▶ _The task_: For each line below that holds the word "warn", make a copy.

(Records from a data source)
/---

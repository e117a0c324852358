//! Wirehair: a systematic fountain code over GF(2).
//!
//! # Overview
//!
//! A message is split into K equal blocks. The encoder emits the K blocks
//! unchanged, followed by any number of extra blocks, each the XOR of a small
//! pseudo-random set of intermediate blocks. A receiver that collects roughly K
//! of them, in any mix, can rebuild the message.
//!
//! The expensive part is a one-time precomputation per message: a sparse
//! generator matrix is solved mostly by peeling, with the residue handed to
//! dense Gaussian elimination. After that, generating a block is a handful of
//! XORs.
//!
//! # Module Structure
//!
//! - [`codec`]: matrix design, solver, encoder, decoder, wire format
//! - [`config`]: layered codec configuration
//! - [`error`]: crate error type and classification
//! - [`tracing_compat`]: optional structured logging
//! - [`util`]: deterministic PRNG
//!
//! # Example
//!
//! ```
//! use wirehair::codec::{DecodeProgress, Decoder, Encoder};
//!
//! let message: Vec<u8> = (0..1000u32).map(|i| (i * 7) as u8).collect();
//! let encoder = Encoder::new(&message, 100)?;
//! let mut decoder = Decoder::new(message.len(), 100)?;
//!
//! // Lose block 3; keep feeding until the decoder has enough.
//! let mut id = 0;
//! loop {
//!     if id != 3 && decoder.feed(id, &encoder.generate(id))? == DecodeProgress::Ready {
//!         break;
//!     }
//!     id += 1;
//! }
//! assert_eq!(decoder.reconstruct()?, message);
//! # Ok::<(), wirehair::codec::CodecError>(())
//! ```

#![forbid(unsafe_code)]
#![warn(missing_docs)]
#![warn(clippy::pedantic)]
#![warn(clippy::nursery)]
#![allow(clippy::missing_panics_doc)]
#![allow(clippy::missing_errors_doc)]
#![allow(clippy::module_name_repetitions)]
#![allow(clippy::doc_markdown)]
#![allow(clippy::cast_possible_truncation)]

pub mod codec;
pub mod config;
pub mod error;
pub mod tracing_compat;
pub mod util;

#[cfg(test)]
pub(crate) mod test_utils;

pub use codec::{
    initialize_decoder, initialize_encoder, Block, CodeParams, CodecError, DecodeProgress,
    Decoder, Encoder, ParameterPolicy,
};
pub use config::{CodecConfig, CodecProfile, ConfigError, ConfigLoader};
pub use error::{Error, ErrorCategory, ErrorKind, Recoverability, Result, ResultExt};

\---

▶ _Answer section_:
#![warn(missing_docs)]
#![warn(clippy::pedantic)]
#![warn(clippy::nursery)]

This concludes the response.